- YOUR ASSIGNMENT
Only the lines from the top of the following listing through the line with "use serde::Deserialize;" belong in your answer, exactly as written.

- TASK MATERIAL
★ ★ ★ ★

//! Hosted Gemini backend with optional server-side search grounding.
//!
//! Grounded requests collect the web sources reported in the stream's
//! grounding metadata and emit them as one trailing `**Sources:**` fragment.

use async_trait::async_trait;
use serde::Deserialize;

use super::sse::{fragment_stream, FrameParser};
use super::{BackendError, CompletionBackend, CompletionRequest, FragmentStream};

pub const DEFAULT_GEMINI_URL: &str = "https://generativelanguage.googleapis.com";

pub struct GeminiBackend {
    client: reqwest::Client,
    base_url: String,
    api_key: String,
    top_p: f32,
}

impl GeminiBackend {
    pub fn new(base_url: impl Into<String>, api_key: impl Into<String>) -> Self {
        Self {
            client: reqwest::Client::new(),
            base_url: base_url.into(),
            api_key: api_key.into(),
            top_p: 0.95,
        }
    }

    /// Read the key from `GEMINI_API_KEY`, falling back to `API_KEY`
    pub fn from_env(base_url: impl Into<String>) -> Result<Self, BackendError> {
        let api_key = std::env::var("GEMINI_API_KEY")
            .or_else(|_| std::env::var("API_KEY"))
            .map_err(|_| {
                BackendError::Configuration("GEMINI_API_KEY is not set".to_string())
            })?;
        Ok(Self::new(base_url, api_key))
    }

    pub fn with_top_p(mut self, top_p: f32) -> Self {
        self.top_p = top_p;
        self
    }

    fn endpoint(&self, model: &str) -> String {
        format!(
            "{}/v1beta/models/{}:streamGenerateContent?alt=sse",
            self.base_url.trim_end_matches('/'),
            model
        )
    }
}

#[async_trait]
impl CompletionBackend for GeminiBackend {
    fn name(&self) -> &str {
        "gemini"
    }

    async fn open(&self, request: &CompletionRequest) -> Result<FragmentStream, BackendError> {
        let mut body = serde_json::json!({
            "contents": [{ "role": "user", "parts": [{ "text": request.prompt }] }],
            "generationConfig": {
                "temperature": request.temperature,
                "topP": self.top_p,
            },
        });
        if request.grounded {
            body["tools"] = serde_json::json!([{ "google_search": {} }]);
        }

        tracing::debug!(
            stage = %request.stage,
            model = %request.model,
            grounded = request.grounded,
            "Opening Gemini completion stream"
        );

        let response = self
            .client
            .post(self.endpoint(&request.model))
            .header("x-goog-api-key", &self.api_key)
            .json(&body)
            .send()
            .await
            .map_err(|e| BackendError::Unreachable(e.to_string()))?;

        let status = response.status();
        if !status.is_success() {
            let body = response.text().await.unwrap_or_default();
            return Err(BackendError::Status {
                status: status.as_u16(),
                body,
            });
        }

        Ok(fragment_stream(
            response,
            GeminiParser {
                grounded: request.grounded,
                sources: Vec::new(),
            },
        ))
    }
}

#[derive(Debug, Default, Deserialize)]
#[serde(rename_all = "camelCase")]
struct GenerateChunk {
    #[serde(default)]
    candidates: Vec<Candidate>,
}

#[derive(Debug, Default, Deserialize)]
#[serde(rename_all = "camelCase")]
struct Candidate {
    #[serde(default)]
    content: Option<Content>,
    #[serde(default)]
    grounding_metadata: Option<GroundingMetadata>,
}

#[derive(Debug, Default, Deserialize)]
struct Content {
    #[serde(default)]
    parts: Vec<Part>,
}

#[derive(Debug, Default, Deserialize)]
struct Part {
    #[serde(default)]
    text: Option<String>,
}

#[derive(Debug, Default, Deserialize)]
#[serde(rename_all = "camelCase")]
struct GroundingMetadata {
    #[serde(default)]
    grounding_chunks: Vec<GroundingChunk>,
}

#[derive(Debug, Default, Deserialize)]
struct GroundingChunk {
    #[serde(default)]
    web: Option<WebSource>,
}

#[derive(Debug, Default, Deserialize)]
struct WebSource {
    #[serde(default)]
    uri: Option<String>,
    #[serde(default)]
    title: Option<String>,
}

struct GeminiParser {
    grounded: bool,
    /// (title, uri) in first-seen order
    sources: Vec<(String, String)>,
}

impl FrameParser for GeminiParser {
    fn parse(&mut self, payload: &str) -> Result<Option<String>, BackendError> {
        let chunk: GenerateChunk = serde_json::from_str(payload)
            .map_err(|e| BackendError::MalformedFrame(format!("{}: {}", e, payload)))?;

        let Some(candidate) = chunk.candidates.into_iter().next() else {
            return Ok(None);
        };

        if let Some(metadata) = candidate.grounding_metadata {
            for web in metadata.grounding_chunks.into_iter().filter_map(|c| c.web) {
                if let Some(uri) = web.uri {
                    if !self.sources.iter().any(|(_, seen)| *seen == uri) {
                        self.sources.push((web.title.unwrap_or_default(), uri));
                    }
                }
            }
        }

        let text: String = candidate
            .content
            .map(|content| content.parts.into_iter().filter_map(|p| p.text).collect())
            .unwrap_or_default();
        Ok((!text.is_empty()).then_some(text))
    }

    fn finish(&mut self) -> Option<String> {
        if !self.grounded || self.sources.is_empty() {
            return None;
        }
        let list: Vec<String> = self
            .sources
            .iter()
            .map(|(title, uri)| format!("- {}: {}", title, uri))
            .collect();
        Some(format!("\n\n**Sources:**\n{}", list.join("\n")))
    }
}

#[cfg(test)]
mod tests {
    use super::*;
    use crate::llm::stream_completion;
    use crate::swarm::pipeline::StageId;
    use std::time::Duration;
    use wiremock::matchers::{body_partial_json, header, method, path};
    use wiremock::{Mock, MockServer, ResponseTemplate};

    fn request(grounded: bool) -> CompletionRequest {
        CompletionRequest {
            stage: StageId::Search,
            prompt: "Topic: kelp forests".to_string(),
            model: "gemini-2.5-flash".to_string(),
            temperature: 0.5,
            grounded,
        }
    }

    #[tokio::test]
    async fn test_grounded_stream_appends_sources() {
        let server = MockServer::start().await;
        let body = [
            r#"data: {"candidates":[{"content":{"parts":[{"text":"Kelp "}]}}]}"#,
            r#"data: {"candidates":[{"content":{"parts":[{"text":"grows fast."}]},"groundingMetadata":{"groundingChunks":[{"web":{"uri":"https://a.example","title":"A"}},{"web":{"uri":"https://a.example","title":"A"}},{"web":{"uri":"https://b.example","title":"B"}}]}}]}"#,
        ]
        .iter()
        .map(|l| format!("{}\r\n\r\n", l))
        .collect::<String>();

        Mock::given(method("POST"))
            .and(path("/v1beta/models/gemini-2.5-flash:streamGenerateContent"))
            .and(header("x-goog-api-key", "test-key"))
            .and(body_partial_json(serde_json::json!({
                "tools": [{ "google_search": {} }]
            })))
            .respond_with(ResponseTemplate::new(200).set_body_string(body))
            .expect(1)
            .mount(&server)
            .await;

        let backend = GeminiBackend::new(server.uri(), "test-key");
        let mut seen = Vec::new();
        let text = stream_completion(&backend, &request(true), Duration::from_secs(5), |f| {
            seen.push(f.to_string())
        })
        .await
        .unwrap();

        assert_eq!(seen.len(), 3);
        assert_eq!(
            text,
            "Kelp grows fast.\n\n**Sources:**\n- A: https://a.example\n- B: https://b.example"
        );
    }

    #[tokio::test]
    async fn test_ungrounded_request_has_no_sources() {
        let server = MockServer::start().await;
        let body = format!(
            "{}\n\n",
            r#"data: {"candidates":[{"content":{"parts":[{"text":"Plain"}]},"groundingMetadata":{"groundingChunks":[{"web":{"uri":"https://a.example","title":"A"}}]}}]}"#
        );
        Mock::given(method("POST"))
            .respond_with(ResponseTemplate::new(200).set_body_string(body))
            .mount(&server)
            .await;

        let backend = GeminiBackend::new(server.uri(), "k");
        let text = stream_completion(&backend, &request(false), Duration::from_secs(5), |_| {})
            .await
            .unwrap();
        assert_eq!(text, "Plain");
    }

    #[tokio::test]
    async fn test_error_status_is_reported() {
        let server = MockServer::start().await;
        Mock::given(method("POST"))
            .respond_with(ResponseTemplate::new(429).set_body_string("quota"))
            .mount(&server)
            .await;

        let backend = GeminiBackend::new(server.uri(), "k");
        let result =
            stream_completion(&backend, &request(true), Duration::from_secs(5), |_| {}).await;
        assert_eq!(
            result,
            Err(BackendError::Status {
                status: 429,
                body: "quota".to_string()
            })
        );
    }
}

★ ★ ★ ★

- SOLUTION
//! Hosted Gemini backend with optional server-side search grounding.
//!
//! Grounded requests collect the web sources reported in the stream's
//! grounding metadata and emit them as one trailing `**Sources:**` fragment.

use async_trait::async_trait;
use serde::Deserialize;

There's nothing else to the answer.